1965 – Melody maker
It took more than a few stray Motown covers and an artfully placed wah-wah pedal for Cincinnati’s Afghan Whigs to be hailed as the Grunge era’s finest soul band. It was a feeling more than a sound that the Whigs specialised in, with sex-bomb frontman Greg Dulli’s acrid, too-honest lyricism laying out the very real battlelines in what he only sometimes called “love”. And for all Dulli’s protestations that “1965” is a “rock” record, instead we get 11 more slices of soul in the hole.
“1965” follows the bitter bombshell of the “Gentlemen” LP and the smoulderingly funky “Black Love”, a tough heritage to maintain, but the Whigs more than do themselves justice, pouring out yet more unkind truths from their bleak, black hearts. And it is the unflinching quality of Greg’s lyrics which are always in the forefront of your mind, the no-bullshit crooner who famously uses his brain to sell his ass to you… The chorus of the opening “Something Hot” (competing with Hole’s “Celebrity Skin” for the finest opening track on an LP this year), Greg howling “I wanta get high, I wanta get nas-tay baybee”, sounds seriously menacing, instead of the blustery macho bollocks you might expect with such lyrics, cuz we know Greg’s walked these roads before, knows the dark destination they lead to – the spectre of guilt and regret is never more than a heartbreak away.
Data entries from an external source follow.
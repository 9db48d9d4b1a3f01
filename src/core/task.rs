//! A single download-and-install workflow.
//!
//! A `DownloadTask` owns one `DownloadRequest`, submits it to a
//! `DownloadService` at most once, and installs the result when the service
//! reports that the matching transfer finished. Service events arrive through
//! an `mpsc` channel and are only acted on from the task's own thread, via
//! `process_pending` or `wait`.

use super::events::{DownloadEvent, EventKind, Subscription};
use super::install::InstallAction;
use super::request::{AllowedNetwork, DownloadId, DownloadRequest, NotificationVisibility};
use super::service::{ConsoleNotifier, DownloadService, Installer, Notifier};
use crate::error::{ApkdlError, Result};
use crate::utils::fs;
use std::path::{Path, PathBuf};
use std::sync::mpsc::{self, Receiver, RecvTimeoutError, TryRecvError};
use std::sync::Arc;
use std::time::{Duration, Instant};

pub use super::request::DestinationPolicy;

/// Message shown right before the package is handed to the installer.
pub const COMPLETION_MESSAGE: &str = "Download complete, installing";

/// Called with the clicked ids when a notification for this task is clicked.
pub type ClickHandler = Box<dyn Fn(&[DownloadId]) + Send>;

/// What handling one service event led to.
#[derive(Debug, Clone, PartialEq, Eq)]
pub enum TaskOutcome {
    Installed(InstallAction),
    Clicked,
    Ignored,
}

pub struct DownloadTask {
    request: DownloadRequest,
    service: Arc<dyn DownloadService>,
    installer: Arc<dyn Installer>,
    notifier: Arc<dyn Notifier>,
    id: Option<DownloadId>,
    completed: bool,
    events: Receiver<DownloadEvent>,
    on_clicked: Option<ClickHandler>,
    _subscriptions: Vec<Subscription>,
}

impl DownloadTask {
    /// Parse `location` and register for completion and click events.
    ///
    /// Nothing is subscribed when the location is not a usable URL.
    pub fn new(
        service: Arc<dyn DownloadService>,
        installer: Arc<dyn Installer>,
        location: &str,
        title: Option<&str>,
        description: Option<&str>,
    ) -> Result<Self> {
        let mut request = DownloadRequest::parse(location)?;
        request.title = title.map(str::to_string);
        request.description = description.map(str::to_string);

        let (sender, events) = mpsc::channel();
        let subscriptions = vec![
            service.subscribe(EventKind::TransferComplete, sender.clone())?,
            service.subscribe(EventKind::NotificationClicked, sender)?,
        ];

        tracing::debug!(source = %request.source, "download task created");

        Ok(Self {
            request,
            service,
            installer,
            notifier: Arc::new(ConsoleNotifier),
            id: None,
            completed: false,
            events,
            on_clicked: None,
            _subscriptions: subscriptions,
        })
    }

    pub fn with_notifier(mut self, notifier: Arc<dyn Notifier>) -> Self {
        self.notifier = notifier;
        self
    }

    pub fn with_click_handler<F>(mut self, handler: F) -> Self
    where
        F: Fn(&[DownloadId]) + Send + 'static,
    {
        self.on_clicked = Some(Box::new(handler));
        self
    }

    pub fn request(&self) -> &DownloadRequest {
        &self.request
    }

    pub fn id(&self) -> Option<DownloadId> {
        self.id
    }

    pub fn destination(&self) -> Option<&Path> {
        self.request.destination.as_deref()
    }

    pub fn is_started(&self) -> bool {
        self.id.is_some()
    }

    pub fn is_completed(&self) -> bool {
        self.completed
    }

    fn is_frozen(&self, setting: &str) -> bool {
        if let Some(id) = self.id {
            tracing::warn!(%id, setting, "request already enqueued, ignoring change");
            return true;
        }
        false
    }

    pub fn restrict_to_unmetered_network(&mut self) {
        if !self.is_frozen("allowed_network") {
            self.request.allowed_network = AllowedNetwork::UnmeteredOnly;
        }
    }

    pub fn set_notification_visibility(&mut self, visibility: NotificationVisibility) {
        if !self.is_frozen("visibility") {
            self.request.visibility = visibility;
        }
    }

    pub fn set_title(&mut self, title: &str) {
        if !self.is_frozen("title") {
            self.request.title = Some(title.to_string());
        }
    }

    pub fn set_description(&mut self, description: &str) {
        if !self.is_frozen("description") {
            self.request.description = Some(description.to_string());
        }
    }

    /// Point the download at `path`, resolving an existing file there with `policy`.
    ///
    /// Returns the backup location if an existing file was moved aside.
    pub fn set_destination(
        &mut self,
        path: impl Into<PathBuf>,
        policy: DestinationPolicy,
    ) -> Result<Option<PathBuf>> {
        if self.is_frozen("destination") {
            return Ok(None);
        }

        let path = path.into();
        let backup = fs::prepare_destination(&path, policy)?;
        self.request.destination = Some(path);
        Ok(backup)
    }

    /// Submit the request. A task is enqueued at most once; use `restart` to
    /// abandon the current transfer and submit again.
    pub fn start(&mut self) -> Result<DownloadId> {
        if let Some(id) = self.id {
            return Err(ApkdlError::DoubleStart { id });
        }

        let id = self.service.enqueue(&self.request)?;
        tracing::info!(%id, source = %self.request.source, "download enqueued");
        self.id = Some(id);
        self.completed = false;
        Ok(id)
    }

    /// Remove the current transfer (if any) and enqueue the request again.
    ///
    /// The current id is kept when the service refuses the removal.
    pub fn restart(&mut self) -> Result<DownloadId> {
        if let Some(previous) = self.id {
            self.service.remove(&[previous])?;
            self.id = None;
            tracing::info!(%previous, "previous transfer removed for restart");
        }
        self.start()
    }

    /// Ask the service to remove exactly `ids`, which need not belong to this task.
    pub fn cancel(&self, ids: &[DownloadId]) -> Result<()> {
        tracing::debug!(?ids, "cancelling transfers");
        self.service.remove(ids)
    }

    pub fn cancel_own(&self) -> Result<()> {
        let id = self.id.ok_or(ApkdlError::NotStarted)?;
        self.cancel(&[id])
    }

    /// Install if `id` is this task's transfer and it has not completed yet.
    pub fn on_completion(&mut self, id: DownloadId) -> Result<Option<InstallAction>> {
        if self.id != Some(id) || self.completed {
            tracing::debug!(%id, own = ?self.id, "ignoring completion");
            return Ok(None);
        }

        self.completed = true;
        self.notifier.notify(COMPLETION_MESSAGE);
        self.install().map(Some)
    }

    /// Surface a terminal failure of this task's transfer as `TransferFailed`.
    ///
    /// Failures of other transfers, or after completion, are ignored.
    pub fn on_transfer_failed(&mut self, id: DownloadId, reason: &str) -> Result<()> {
        if self.id != Some(id) || self.completed {
            tracing::debug!(%id, own = ?self.id, "ignoring failure");
            return Ok(());
        }

        self.completed = true;
        Err(ApkdlError::TransferFailed {
            id,
            reason: reason.to_string(),
        })
    }

    /// Whether this task's transfer is among the clicked ones. Runs the click
    /// handler when it is.
    pub fn on_notification_clicked(&self, ids: &[DownloadId]) -> bool {
        let ours = self.id.map(|id| ids.contains(&id)).unwrap_or(false);
        if ours {
            if let Some(handler) = &self.on_clicked {
                handler(ids);
            }
        }
        ours
    }

    /// Build the install action for the destination file and dispatch it.
    pub fn install(&self) -> Result<InstallAction> {
        let destination = self
            .request
            .destination
            .as_deref()
            .ok_or(ApkdlError::DestinationNotSet)?;

        if !destination.is_file() {
            return Err(ApkdlError::install_failed(format!(
                "downloaded package missing at {destination:?}"
            )));
        }

        let action = InstallAction::for_package(destination)?;
        self.installer.dispatch(&action)?;
        Ok(action)
    }

    fn handle_event(&mut self, event: DownloadEvent) -> Result<TaskOutcome> {
        match event {
            DownloadEvent::TransferComplete(id) => Ok(match self.on_completion(id)? {
                Some(action) => TaskOutcome::Installed(action),
                None => TaskOutcome::Ignored,
            }),
            DownloadEvent::TransferFailed { id, reason } => {
                self.on_transfer_failed(id, &reason)?;
                Ok(TaskOutcome::Ignored)
            }
            DownloadEvent::NotificationClicked(ids) => {
                if self.on_notification_clicked(&ids) {
                    Ok(TaskOutcome::Clicked)
                } else {
                    Ok(TaskOutcome::Ignored)
                }
            }
        }
    }

    /// Handle every event already queued, without blocking.
    ///
    /// Stops at the first event whose handling fails and returns that error.
    /// Outcomes of the events handled before it are discarded; events queued
    /// after it stay queued for the next call.
    pub fn process_pending(&mut self) -> Result<Vec<TaskOutcome>> {
        let mut outcomes = Vec::new();
        loop {
            match self.events.try_recv() {
                Ok(event) => outcomes.push(self.handle_event(event)?),
                Err(TryRecvError::Empty) | Err(TryRecvError::Disconnected) => break,
            }
        }
        Ok(outcomes)
    }

    /// Block until this task's transfer completes and the install is dispatched.
    ///
    /// Returns `TransferFailed` as soon as the service reports that the
    /// transfer ended without a file.
    pub fn wait(&mut self, timeout: Duration) -> Result<InstallAction> {
        let id = self.id.ok_or(ApkdlError::NotStarted)?;
        let deadline = Instant::now() + timeout;

        loop {
            let remaining = deadline.saturating_duration_since(Instant::now());
            match self.events.recv_timeout(remaining) {
                Ok(event) => {
                    if let TaskOutcome::Installed(action) = self.handle_event(event)? {
                        return Ok(action);
                    }
                }
                Err(RecvTimeoutError::Timeout) => {
                    return Err(ApkdlError::Timeout {
                        id,
                        seconds: timeout.as_secs(),
                    });
                }
                Err(RecvTimeoutError::Disconnected) => {
                    return Err(ApkdlError::service_unavailable(
                        "event channel closed before the transfer completed",
                    ));
                }
            }
        }
    }
}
Similarly, on the tender “66”, the gentle chorus “C’mon little rabbit” still sounds like the prelude to emotional turmoil, and is riveting for this.
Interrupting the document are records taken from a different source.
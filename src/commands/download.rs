use crate::core::config::Config;
use crate::core::curl::CurlDownloadService;
use crate::core::install::{CommandInstaller, InstallAction};
use crate::core::request::{AllowedNetwork, DestinationPolicy, NotificationVisibility};
use crate::core::service::{DownloadService, Installer};
use crate::core::task::DownloadTask;
use crate::error::{ApkdlError, Result};
use std::path::PathBuf;
use std::sync::Arc;
use std::time::Duration;

#[derive(Debug, Clone, Default)]
pub struct DownloadOptions {
    pub url: String,
    pub title: Option<String>,
    pub description: Option<String>,
    pub output: Option<PathBuf>,
    pub unmetered: bool,
    pub visibility: Option<NotificationVisibility>,
    pub on_conflict: Option<DestinationPolicy>,
    pub no_install: bool,
    pub timeout_secs: Option<u64>,
}

/// Stands in for the installer when the user only wants the file.
struct KeepFile;

impl Installer for KeepFile {
    fn dispatch(&self, action: &InstallAction) -> Result<()> {
        tracing::info!(path = %action.path.display(), "install skipped");
        Ok(())
    }
}

pub fn download_package(options: &DownloadOptions) -> Result<()> {
    let config = Config::load()?;
    let service = Arc::new(CurlDownloadService::new(&config.downloads_dir)?);
    let install = config.auto_install && !options.no_install;
    let installer: Arc<dyn Installer> = if install {
        Arc::new(CommandInstaller::new(config.install_command.clone()))
    } else {
        Arc::new(KeepFile)
    };

    run_download(&config, options, service, installer).map(|_| ())
}

/// Configure, start and wait for one download task.
pub fn run_download(
    config: &Config,
    options: &DownloadOptions,
    service: Arc<dyn DownloadService>,
    installer: Arc<dyn Installer>,
) -> Result<InstallAction> {
    println!("Fetching package from {}", options.url);

    let mut task = DownloadTask::new(
        service,
        installer,
        &options.url,
        options.title.as_deref(),
        options.description.as_deref(),
    )?
    .with_click_handler(|ids| tracing::info!(?ids, "download notification clicked"));

    if options.unmetered || config.allowed_network == AllowedNetwork::UnmeteredOnly {
        task.restrict_to_unmetered_network();
    }
    task.set_notification_visibility(options.visibility.unwrap_or(config.notification_visibility));

    let destination = options
        .output
        .clone()
        .unwrap_or_else(|| config.downloads_dir.join(task.request().suggested_file_name()));
    let policy = options.on_conflict.unwrap_or(config.destination_policy);
    if let Some(backup) = task.set_destination(destination.clone(), policy)? {
        println!("Existing file moved to {backup:?}");
    }

    let id = task.start()?;
    println!("Download {id} queued, saving to {destination:?}");

    let timeout = Duration::from_secs(options.timeout_secs.unwrap_or(config.wait_timeout_secs));
    match task.wait(timeout) {
        Ok(action) => {
            println!("✅ Package ready: {:?}", action.path);
            Ok(action)
        }
        Err(e @ ApkdlError::Timeout { .. }) => {
            println!("⚠️  Download {id} did not finish in time, cancelling");
            task.cancel_own()?;
            Err(e)
        }
        Err(e) => Err(e),
    }
}
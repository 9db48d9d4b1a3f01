use crate::core::request::DestinationPolicy;
use crate::error::{ApkdlError, Result};
use std::path::{Path, PathBuf};

fn map_permission(path: &Path, e: std::io::Error) -> ApkdlError {
    match e.kind() {
        std::io::ErrorKind::PermissionDenied => ApkdlError::PermissionDenied {
            path: path.to_path_buf(),
        },
        _ => ApkdlError::from(e),
    }
}

pub fn ensure_dir_exists(path: &Path) -> Result<()> {
    if !path.exists() {
        std::fs::create_dir_all(path).map_err(|e| map_permission(path, e))?;
    }
    Ok(())
}

pub fn remove_file_if_exists(path: &Path) -> Result<bool> {
    if path.is_file() {
        std::fs::remove_file(path).map_err(|e| map_permission(path, e))?;
        return Ok(true);
    }
    Ok(false)
}

/// Sibling path `<name>.<UTC timestamp>.bak` for an existing file.
pub fn backup_path_for(path: &Path) -> PathBuf {
    let name = path
        .file_name()
        .map(|n| n.to_string_lossy().to_string())
        .unwrap_or_else(|| "download".to_string());

    let backup_name = format!(
        "{name}.{}.bak",
        chrono::Utc::now().format("%Y%m%d-%H%M%S")
    );

    path.parent()
        .unwrap_or_else(|| Path::new("."))
        .join(backup_name)
}

/// Clear `path` for a new download according to `policy`.
///
/// Only regular files count as a conflict. Returns the backup location when
/// the existing file was moved aside.
pub fn prepare_destination(path: &Path, policy: DestinationPolicy) -> Result<Option<PathBuf>> {
    if !path.is_file() {
        return Ok(None);
    }

    match policy {
        DestinationPolicy::Overwrite => {
            remove_file_if_exists(path)?;
            tracing::debug!(path = %path.display(), "removed existing destination file");
            Ok(None)
        }
        DestinationPolicy::Fail => Err(ApkdlError::DestinationConflict {
            path: path.to_path_buf(),
        }),
        DestinationPolicy::Backup => {
            let backup = backup_path_for(path);
            std::fs::rename(path, &backup).map_err(|e| map_permission(path, e))?;
            tracing::info!(
                from = %path.display(),
                to = %backup.display(),
                "moved existing destination aside"
            );
            Ok(Some(backup))
        }
    }
}

#[cfg(test)]
mod tests {
    use super::*;

    #[test]
    fn test_overwrite_removes_existing_file() {
        let dir = tempfile::tempdir().unwrap();
        let target = dir.path().join("app.apk");
        std::fs::write(&target, b"old").unwrap();

        let backup = prepare_destination(&target, DestinationPolicy::Overwrite).unwrap();
        assert!(backup.is_none());
        assert!(!target.exists());
    }

    #[test]
    fn test_fail_leaves_file_alone() {
        let dir = tempfile::tempdir().unwrap();
        let target = dir.path().join("app.apk");
        std::fs::write(&target, b"old").unwrap();

        let result = prepare_destination(&target, DestinationPolicy::Fail);
        assert!(matches!(result, Err(ApkdlError::DestinationConflict { .. })));
        assert_eq!(std::fs::read(&target).unwrap(), b"old");
    }

    #[test]
    fn test_backup_moves_file_aside() {
        let dir = tempfile::tempdir().unwrap();
        let target = dir.path().join("app.apk");
        std::fs::write(&target, b"old").unwrap();

        let backup = prepare_destination(&target, DestinationPolicy::Backup)
            .unwrap()
            .unwrap();
        assert!(!target.exists());
        assert_eq!(std::fs::read(&backup).unwrap(), b"old");
        let name = backup.file_name().unwrap().to_string_lossy().to_string();
        assert!(name.starts_with("app.apk."));
        assert!(name.ends_with(".bak"));
    }

    #[test]
    fn test_directory_is_not_a_conflict() {
        let dir = tempfile::tempdir().unwrap();
        let result = prepare_destination(dir.path(), DestinationPolicy::Fail).unwrap();
        assert!(result.is_none());
        assert!(dir.path().exists());
    }

    #[test]
    fn test_missing_file_is_not_a_conflict() {
        let dir = tempfile::tempdir().unwrap();
        let target = dir.path().join("missing.apk");
        assert!(prepare_destination(&target, DestinationPolicy::Fail)
            .unwrap()
            .is_none());
    }

    #[test]
    fn test_ensure_dir_exists_creates_nested() {
        let dir = tempfile::tempdir().unwrap();
        let nested = dir.path().join("a").join("b");
        ensure_dir_exists(&nested).unwrap();
        assert!(nested.is_dir());
    }
}
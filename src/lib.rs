//! APK download helper library
//!
//! This library provides the download-and-install workflow behind the `apkdl` CLI.

pub mod commands;
pub mod core;
pub mod error;
pub mod utils;

pub use crate::core::request::{
    AllowedNetwork, DestinationPolicy, DownloadId, DownloadRequest, NotificationVisibility,
};
pub use crate::core::task::{DownloadTask, TaskOutcome};
pub use crate::error::{ApkdlError, Result};
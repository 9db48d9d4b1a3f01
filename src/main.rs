use anyhow::Result;
use clap::{Parser, Subcommand};
use std::path::PathBuf;
use tracing_subscriber::EnvFilter;

use apkdl::commands;
use apkdl::commands::download::DownloadOptions;
use apkdl::{DestinationPolicy, NotificationVisibility};

#[derive(Parser)]
#[clap(name = "apkdl")]
#[clap(about = "Download an APK and hand it to the installer")]
#[clap(version = env!("CARGO_PKG_VERSION"))]
pub struct Cli {
    /// Enable debug logging
    #[clap(short, long, global = true)]
    verbose: bool,

    #[clap(subcommand)]
    command: Commands,
}

#[derive(Subcommand)]
enum Commands {
    /// Download a package and install it when the transfer completes
    Download {
        /// Source URL of the package
        url: String,
        /// Title shown while downloading
        #[clap(long)]
        title: Option<String>,
        /// Description shown while downloading
        #[clap(long)]
        description: Option<String>,
        /// Where to save the package (default: downloads directory)
        #[clap(short, long)]
        output: Option<PathBuf>,
        /// Only download over an unmetered network
        #[clap(long)]
        unmetered: bool,
        /// How the download is reported
        #[clap(long, value_enum)]
        visibility: Option<NotificationVisibility>,
        /// What to do with an existing file at the destination
        #[clap(long, value_enum)]
        on_conflict: Option<DestinationPolicy>,
        /// Keep the file without installing it
        #[clap(long)]
        no_install: bool,
        /// Seconds to wait for the transfer before cancelling it
        #[clap(long)]
        timeout: Option<u64>,
    },
    /// Install an already downloaded package
    Install {
        /// Path to the package file
        file: PathBuf,
    },
    /// Show or change settings
    Config {
        #[clap(subcommand)]
        command: Option<ConfigCommands>,
    },
}

#[derive(Subcommand)]
enum ConfigCommands {
    /// Print the current settings
    Show,
    /// Print the location of the config file
    Path,
    /// Change one setting
    Set {
        /// Setting name (e.g. destination_policy)
        key: String,
        /// New value
        value: String,
    },
}

fn init_logging(verbose: bool) {
    let default_directive = if verbose { "apkdl=debug" } else { "apkdl=info" };
    let filter = EnvFilter::try_from_env("APKDL_LOG")
        .unwrap_or_else(|_| EnvFilter::new(default_directive));

    tracing_subscriber::fmt()
        .with_env_filter(filter)
        .with_target(false)
        .with_writer(std::io::stderr)
        .init();
}

fn main() -> Result<()> {
    let cli = Cli::parse();
    init_logging(cli.verbose);

    let result = match cli.command {
        Commands::Download {
            url,
            title,
            description,
            output,
            unmetered,
            visibility,
            on_conflict,
            no_install,
            timeout,
        } => {
            let options = DownloadOptions {
                url,
                title,
                description,
                output,
                unmetered,
                visibility,
                on_conflict,
                no_install,
                timeout_secs: timeout,
            };
            commands::download::download_package(&options).map_err(|e| anyhow::anyhow!(e))
        }
        Commands::Install { file } => {
            commands::install::install_package(&file).map_err(|e| anyhow::anyhow!(e))
        }
        Commands::Config { command } => match command.unwrap_or(ConfigCommands::Show) {
            ConfigCommands::Show => {
                commands::config::show_config().map_err(|e| anyhow::anyhow!(e))
            }
            ConfigCommands::Path => {
                commands::config::show_config_path().map_err(|e| anyhow::anyhow!(e))
            }
            ConfigCommands::Set { key, value } => {
                commands::config::set_config_value(&key, &value).map_err(|e| anyhow::anyhow!(e))
            }
        },
    };

    if let Err(e) = result {
        eprintln!("Error: {e}");
        std::process::exit(1);
    }

    Ok(())
}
But The Afghan Whigs are a band, and it would be criminal to ignore the musicians’ work on this LP. As ever, they are never obtrusive, hanging back and carving out the atmosphere – none of the wanky self-indulgence that can be rock’s calling card – and “Uptown Again” is perhaps their finest moment, stark chords rattling out a riff that sounds like the descent into moral Hell, while the woozy New Orleans feel of “Neglekted” is hot and sweet like jerk chicken…
Uncomfortably, brilliantly focussed stuff. As a great man once sang, “Its like soul, man…”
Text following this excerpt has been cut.